Le social sans la culture

L’ouvrage de Berlioz et Nef est une bonne et utile introduction à l’ontologie sociale. Il n’est pas pour autant un manuel, car toutes les positions n’y sont pas présentées et discutées, comme l’atteste la bibliographie, essentiellement orientée vers la littérature analytique anglo-saxonne. Mais, les concepts, les distinctions, les problématiques qui y sont exposés sont suffisamment riches pour susciter des discussions fructueuses à la jonction de la philosophie et des sciences sociales. Parmi les interrogations critiques qui naissent à la lecture, on se demandera s’il n’est pas sans conséquence de définir l’ontologie sociale par la nature du social et non par la nature de la société ou des sociétés. En effet, le social n’existe-t-il pas seulement sous forme d’une pluralité de totalités relativement closes sur elles-mêmes ? Le social n’est-il pas avant tout pluralité de sociétés ? Certes, les auteurs discutent largement des conceptions holistes du social, mais ils le font à l’occasion de leur examen des groupes sociaux en général, prenant pour exemple une entreprise ou une équipe sportive, comme s’il n’existait pas de niveau privilégié dans les totalités sociales. Dans cette perspective, il semble d’autant d’importance d’établir si le social commence à partir de deux ou de trois individus   que de comprendre l’unité d’un Etat-nation.

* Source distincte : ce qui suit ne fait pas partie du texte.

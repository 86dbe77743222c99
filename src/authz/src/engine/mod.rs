//! Authorization engine
//!
//! Binds the privilege cache and the policy registry into an
//! [`AuthzContext`] and builds per-request [`PolicyEvaluator`]s from it.
//!
//! # Architecture
//!
//! ```text
//! authorize(permission, user, target)
//!     │
//!     ├─→ PolicyRegistry ──→ Policy (service, hooks)
//!     │
//!     ├─→ PrivilegeCache ──→ PrivilegeFetcher / PermissionResolver
//!     │        ↓
//!     │   privileges for (user, service, permission)
//!     │        ↓
//!     └─→ interpolate → scope includes target → sort → reduce → Decision
//! ```
//!
//! The context is passed explicitly. [`AuthzContext::install`] additionally publishes one
//! context process-wide for call sites that cannot carry it.

pub mod decision;
pub mod evaluator;
pub mod target;

pub use decision::Decision;
pub use evaluator::{CurrentUser, PolicyEvaluator};
pub use target::{Resource, Target};

use once_cell::sync::OnceCell;
use std::sync::Arc;
use tracing::info;

use crate::cache::PrivilegeCache;
use crate::error::{AuthzError, Result};
use crate::policy::{Policy, PolicyRegistry};

static GLOBAL_CONTEXT: OnceCell<AuthzContext> = OnceCell::new();

/// Shared authorization state: one privilege cache and one policy registry
#[derive(Debug, Clone)]
pub struct AuthzContext {
    cache: Arc<PrivilegeCache>,
    registry: Arc<PolicyRegistry>,
}

impl AuthzContext {
    /// Context over `cache` and the process-wide registry
    pub fn new(cache: Arc<PrivilegeCache>) -> Self {
        Self::with_registry(cache, PolicyRegistry::global())
    }

    pub fn with_registry(cache: Arc<PrivilegeCache>, registry: Arc<PolicyRegistry>) -> Self {
        Self { cache, registry }
    }

    pub fn builder() -> AuthzContextBuilder {
        AuthzContextBuilder::default()
    }

    /// Publishes `context` process-wide; only the first call succeeds
    pub fn install(context: AuthzContext) -> Result<&'static AuthzContext> {
        GLOBAL_CONTEXT.set(context).map_err(|_| {
            AuthzError::Context("authorization context already installed".to_string())
        })?;

        info!("Authorization context installed");
        Self::global()
    }

    /// The installed process-wide context
    pub fn global() -> Result<&'static AuthzContext> {
        GLOBAL_CONTEXT
            .get()
            .ok_or_else(|| AuthzError::Context("authorization context not installed".to_string()))
    }

    pub fn cache(&self) -> &Arc<PrivilegeCache> {
        &self.cache
    }

    pub fn registry(&self) -> &Arc<PolicyRegistry> {
        &self.registry
    }

    /// Evaluator for the policy registered under `permission_name`
    pub fn evaluator<'a>(
        &'a self,
        permission_name: &str,
        current_user: Option<&'a dyn CurrentUser>,
        target: impl Into<Target<'a>>,
    ) -> Result<PolicyEvaluator<'a>> {
        let policy = self.registry.policy_for(permission_name)?;
        PolicyEvaluator::new(&self.cache, policy, current_user, target)
    }

    /// Evaluates `permission_name` for `current_user` on `target`
    pub async fn authorize<'a>(
        &'a self,
        permission_name: &str,
        current_user: Option<&'a dyn CurrentUser>,
        target: impl Into<Target<'a>>,
    ) -> Result<Decision> {
        self.evaluator(permission_name, current_user, target)?
            .decide()
            .await
    }
}

/// Startup-time assembly of an [`AuthzContext`]
///
/// Policies added here are registered when the context is built, so a
/// policy without a permission name fails at startup.
#[derive(Default)]
pub struct AuthzContextBuilder {
    cache: Option<Arc<PrivilegeCache>>,
    registry: Option<Arc<PolicyRegistry>>,
    policies: Vec<Arc<dyn Policy>>,
}

impl AuthzContextBuilder {
    pub fn cache(mut self, cache: Arc<PrivilegeCache>) -> Self {
        self.cache = Some(cache);
        self
    }

    /// Registry to use instead of the process-wide one
    pub fn registry(mut self, registry: Arc<PolicyRegistry>) -> Self {
        self.registry = Some(registry);
        self
    }

    pub fn policy(mut self, policy: Arc<dyn Policy>) -> Self {
        self.policies.push(policy);
        self
    }

    pub fn build(self) -> Result<AuthzContext> {
        let cache = self
            .cache
            .ok_or_else(|| AuthzError::Context("no privilege cache configured".to_string()))?;
        let registry = self.registry.unwrap_or_else(PolicyRegistry::global);

        for policy in self.policies {
            registry.register(policy, None)?;
        }

        Ok(AuthzContext::with_registry(cache, registry))
    }
}
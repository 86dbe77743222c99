//! Evaluation targets
//!
//! A target is either a resource identifier string or a value that exposes
//! one. [`Target::resource_identifier`] is the single conversion point.

use std::fmt;

use crate::error::Result;
use crate::scope::Scope;

/// Value exposing a resource identifier (VRN)
pub trait Resource: Send + Sync {
    fn vrn(&self) -> String;
}

impl Resource for Scope {
    fn vrn(&self) -> String {
        self.to_string()
    }
}

/// Resource an action is evaluated against
#[derive(Clone, Copy)]
pub enum Target<'a> {
    /// Raw resource identifier, parsed at evaluation time
    Identifier(&'a str),
    /// Object exposing its resource identifier
    Resource(&'a dyn Resource),
}

impl<'a> Target<'a> {
    /// Resource identifier string of the target
    pub fn resource_identifier(&self) -> String {
        match self {
            Target::Identifier(vrn) => vrn.to_string(),
            Target::Resource(resource) => resource.vrn(),
        }
    }

    /// Parses the target into a scope
    pub fn to_scope(&self) -> Result<Scope> {
        Ok(Scope::parse(&self.resource_identifier())?)
    }
}

impl<'a> From<&'a str> for Target<'a> {
    fn from(vrn: &'a str) -> Self {
        Target::Identifier(vrn)
    }
}

impl<'a> From<&'a String> for Target<'a> {
    fn from(vrn: &'a String) -> Self {
        Target::Identifier(vrn.as_str())
    }
}

impl<'a, R: Resource> From<&'a R> for Target<'a> {
    fn from(resource: &'a R) -> Self {
        Target::Resource(resource)
    }
}

impl fmt::Debug for Target<'_> {
    fn fmt(&self, f: &mut fmt::Formatter<'_>) -> fmt::Result {
        match self {
            Target::Identifier(vrn) => f.debug_tuple("Identifier").field(vrn).finish(),
            Target::Resource(resource) => f.debug_tuple("Resource").field(&resource.vrn()).finish(),
        }
    }
}

#[cfg(test)]
mod tests {
    use super::*;
    use crate::error::AuthzError;

    struct Widget {
        id: u32,
    }

    impl Resource for Widget {
        fn vrn(&self) -> String {
            format!("vrn:local:ds-1:widget/{}", self.id)
        }
    }

    #[test]
    fn test_identifier_target() {
        let target = Target::from("vrn:local:ds-1:widget/42");
        assert_eq!(target.to_scope().unwrap().resource_id(), Some("42"));
    }

    #[test]
    fn test_resource_target() {
        let widget = Widget { id: 7 };
        let target = Target::from(&widget);
        assert_eq!(target.resource_identifier(), "vrn:local:ds-1:widget/7");
    }

    #[test]
    fn test_malformed_target() {
        assert!(matches!(
            Target::from("widget/42").to_scope(),
            Err(AuthzError::InvalidScope(_))
        ));
    }
}
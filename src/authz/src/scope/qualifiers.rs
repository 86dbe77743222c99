/// Scope qualifiers
///
/// Qualifiers are the `?key=value&key=value` tail of a VRN. Generic matching
/// never interprets them; a policy validates them through its own hook.

use std::collections::BTreeMap;
use std::fmt;
use std::str::FromStr;

use super::types::{ScopeError, ScopeResult};

/// Flat, order-irrelevant key/value constraints attached to a scope
#[derive(Debug, Clone, Default, PartialEq, Eq, Hash)]
pub struct Qualifiers {
    entries: BTreeMap<String, String>,
}

impl Qualifiers {
    /// Creates an empty qualifier set
    pub fn new() -> Self {
        Self::default()
    }

    /// Parses a `key=value&key=value` string
    ///
    /// An empty string yields an empty set. Every pair must contain `=`.
    pub fn parse(s: &str) -> ScopeResult<Self> {
        let mut entries = BTreeMap::new();

        for pair in s.split('&').filter(|p| !p.is_empty()) {
            let (key, value) = pair.split_once('=').ok_or_else(|| {
                ScopeError::InvalidQualifiers(format!("missing '=' in '{}'", pair))
            })?;

            if key.is_empty() {
                return Err(ScopeError::InvalidQualifiers(format!(
                    "empty key in '{}'",
                    pair
                )));
            }

            entries.insert(key.to_string(), value.to_string());
        }

        Ok(Self { entries })
    }

    /// Adds a qualifier
    pub fn with(mut self, key: impl Into<String>, value: impl Into<String>) -> Self {
        self.entries.insert(key.into(), value.into());
        self
    }

    /// Returns the value of a qualifier
    pub fn get(&self, key: &str) -> Option<&str> {
        self.entries.get(key).map(String::as_str)
    }

    pub fn contains_key(&self, key: &str) -> bool {
        self.entries.contains_key(key)
    }

    pub fn is_empty(&self) -> bool {
        self.entries.is_empty()
    }

    pub fn len(&self) -> usize {
        self.entries.len()
    }

    /// Iterates qualifiers in key order
    pub fn iter(&self) -> impl Iterator<Item = (&str, &str)> {
        self.entries.iter().map(|(k, v)| (k.as_str(), v.as_str()))
    }
}

impl From<BTreeMap<String, String>> for Qualifiers {
    fn from(entries: BTreeMap<String, String>) -> Self {
        Self { entries }
    }
}

impl<K, V> FromIterator<(K, V)> for Qualifiers
where
    K: Into<String>,
    V: Into<String>,
{
    fn from_iter<I: IntoIterator<Item = (K, V)>>(iter: I) -> Self {
        Self {
            entries: iter
                .into_iter()
                .map(|(k, v)| (k.into(), v.into()))
                .collect(),
        }
    }
}

impl FromStr for Qualifiers {
    type Err = ScopeError;

    fn from_str(s: &str) -> Result<Self, Self::Err> {
        Self::parse(s)
    }
}

impl fmt::Display for Qualifiers {
    fn fmt(&self, f: &mut fmt::Formatter<'_>) -> fmt::Result {
        for (idx, (key, value)) in self.entries.iter().enumerate() {
            if idx > 0 {
                f.write_str("&")?;
            }
            write!(f, "{}={}", key, value)?;
        }
        Ok(())
    }
}
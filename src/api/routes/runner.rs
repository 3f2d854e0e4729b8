//! Runner statistics endpoint

use axum::{Json, extract::State};

use crate::api::state::ApiState;
use crate::runner::store::RunnerStatus;

/// GET /api/v1/runner
///
/// Returns the runner counters, the checks currently executing and the
/// runtime stats of every check grouped by check name
pub async fn get_runner_status(State(state): State<ApiState>) -> Json<RunnerStatus> {
    Json(state.runner.status())
}
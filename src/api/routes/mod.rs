pub mod checks;
pub mod health;
pub mod runner;
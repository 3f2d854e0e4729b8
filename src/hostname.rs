//! Best-effort hostname resolution

use sysinfo::System;
use tracing::debug;

pub trait HostnameResolver: Send + Sync {
    /// Hostname of this host, empty if it cannot be determined
    fn hostname(&self) -> String;
}

/// Resolves the hostname from the operating system, unless overridden
#[derive(Debug, Clone, Default)]
pub struct SystemHostname {
    configured: Option<String>,
}

impl SystemHostname {
    pub fn new(configured: Option<String>) -> Self {
        Self { configured }
    }
}

impl HostnameResolver for SystemHostname {
    fn hostname(&self) -> String {
        if let Some(hostname) = &self.configured {
            return hostname.clone();
        }

        System::host_name().unwrap_or_else(|| {
            debug!("unable to determine hostname");
            String::new()
        })
    }
}
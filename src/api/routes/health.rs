//! Liveness of the worker pool

use axum::{Json, extract::State};
use chrono::Utc;

use crate::api::{state::ApiState, types::HealthResponse};

/// GET /api/v1/health
pub async fn health_check(State(state): State<ApiState>) -> Json<HealthResponse> {
    let counters = state.runner.status().counters;
    let status = if counters.workers > 0 { "ok" } else { "stopped" };

    Json(HealthResponse {
        status: status.to_string(),
        workers: counters.workers,
        running_checks: counters.running_checks,
        timestamp: Utc::now(),
    })
}
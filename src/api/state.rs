//! API shared state

use crate::runner::RunnerHandle;

/// Shared state passed to all API handlers
#[derive(Clone)]
pub struct ApiState {
    /// Handle to the runner whose stats are exposed
    pub runner: RunnerHandle,
}

impl ApiState {
    pub fn new(runner: RunnerHandle) -> Self {
        Self { runner }
    }
}
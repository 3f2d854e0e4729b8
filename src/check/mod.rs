//! Check abstraction consumed by the runner
//!
//! A check is a unit of monitoring work with a stable identifier. The runner
//! only relies on the contract exposed by [`Check`]; what a check actually
//! measures is up to the implementation.
//!
//! ## Identifiers
//!
//! Identifiers have the form `group:instance` (e.g. `http:homepage`). The group
//! is everything before the first `:` and is used to bucket runtime stats.

pub mod http;
pub mod resources;
pub mod stats;

use std::fmt;
use std::time::Duration;

use async_trait::async_trait;
use serde::{Deserialize, Serialize};

/// Separator between the group name and the instance discriminator
pub const ID_SEPARATOR: char = ':';

/// Unique identifier of a configured check instance
#[derive(Debug, Clone, PartialEq, Eq, Hash, PartialOrd, Ord, Serialize, Deserialize)]
#[serde(transparent)]
pub struct CheckId(String);

impl CheckId {
    /// Build an identifier from a group name and an instance discriminator
    pub fn new(group: &str, instance: &str) -> Self {
        Self(format!("{group}{ID_SEPARATOR}{instance}"))
    }

    /// Group name of this identifier (everything before the first separator)
    ///
    /// Identifiers without a separator are their own group.
    pub fn group(&self) -> &str {
        self.0
            .split_once(ID_SEPARATOR)
            .map_or(self.0.as_str(), |(group, _)| group)
    }

    pub fn as_str(&self) -> &str {
        &self.0
    }
}

impl fmt::Display for CheckId {
    fn fmt(&self, f: &mut fmt::Formatter<'_>) -> fmt::Result {
        f.write_str(&self.0)
    }
}

impl From<&str> for CheckId {
    fn from(value: &str) -> Self {
        Self(value.to_string())
    }
}

impl From<String> for CheckId {
    fn from(value: String) -> Self {
        Self(value)
    }
}

/// Counts of what a check submitted during its last run
#[derive(Debug, Clone, Copy, Default, PartialEq, Eq, Serialize, Deserialize)]
pub struct SenderStats {
    pub metric_samples: u64,
    pub events: u64,
    pub service_checks: u64,
}

impl SenderStats {
    /// Component-wise sum, used to keep cumulative totals
    pub fn merge(&mut self, other: &SenderStats) {
        self.metric_samples += other.metric_samples;
        self.events += other.events;
        self.service_checks += other.service_checks;
    }
}

/// Failure reported by a check run or one of its warnings
#[derive(Debug, Clone, PartialEq, Eq)]
pub struct CheckError(String);

impl CheckError {
    pub fn new(message: impl Into<String>) -> Self {
        Self(message.into())
    }

    pub fn message(&self) -> &str {
        &self.0
    }
}

impl fmt::Display for CheckError {
    fn fmt(&self, f: &mut fmt::Formatter<'_>) -> fmt::Result {
        f.write_str(&self.0)
    }
}

impl std::error::Error for CheckError {}

impl From<anyhow::Error> for CheckError {
    fn from(err: anyhow::Error) -> Self {
        Self(format!("{err:#}"))
    }
}

/// A unit of monitoring work
///
/// Implementations must be `Send + Sync`: the same check instance is shared
/// between the scheduler feeding the queue and whichever worker executes it.
/// The runner never executes the same [`CheckId`] twice concurrently.
///
/// `run` may take arbitrarily long; the runner imposes no timeout. Blocking
/// implementations should move their work onto `tokio::task::spawn_blocking`.
#[async_trait]
pub trait Check: Send + Sync {
    /// Stable identifier of this instance
    fn id(&self) -> CheckId;

    /// Check name, the group of [`Check::id`]; tags service checks
    fn name(&self) -> String;

    /// Scheduling interval, `Duration::ZERO` for long-running checks
    fn interval(&self) -> Duration;

    /// Execute the check once
    async fn run(&self) -> Result<(), CheckError>;

    /// Warnings raised by the most recent run
    fn warnings(&self) -> Vec<CheckError>;

    /// What the most recent run submitted
    fn sender_stats(&self) -> anyhow::Result<SenderStats>;
}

Autre question : pour concevoir la causalité en retour du social sur la base physique dont il a surgi, donc la part de construction dans la constitution de la réalité sociale, Berlioz et Nef semblent régulièrement s’en tenir à une psychologie collective plus qu’à une sociologie à proprement parler : le social reste, à leurs yeux, un mixte de psychique et de physique. Cette approche n’est-elle pas beaucoup trop lâche pour saisir la réalité sociale ? La distinction traditionnelle, auxquels les auteurs ne font jamais référence, entre nature et culture n’est-elle pas plus précise et plus pertinente ? Pour commencer, le substrat matériel du social, c’est bien plutôt la vie que la matière en général. Ensuite, s’il est possible d’invoquer une psychologie collective, c’est en un sens trop vague puisqu’elle vaut pour toutes les entités capables de représentations, d’affects et de désirs, qui agissent par référence à eux-mêmes. Pour concevoir ces propriétés au plan social, ne faut-il pas nécessairement introduire la culture, c’est-à-dire, avant tout, des institutions dont l’unité constitue ce que Hegel appelait un « esprit objectif » ? L’esprit objectif n’est pas, faut-il rappeler ici, un esprit incarné dans des choses matérielles, des bâtiments ou des objets produits, mais un ensemble cohérent de significations et de règles auxquelles tous les membres d’une société conforment leurs manières de penser, sentir, vouloir et faire. En tant que tel, il possède une existence indépendante qui s’impose de l’extérieur aux individus. Il est aussi inséparable du langage, du symbolisme et des institutions en général, qui sans être absents du propos des auteurs, n’y occupent pas une place centrale   .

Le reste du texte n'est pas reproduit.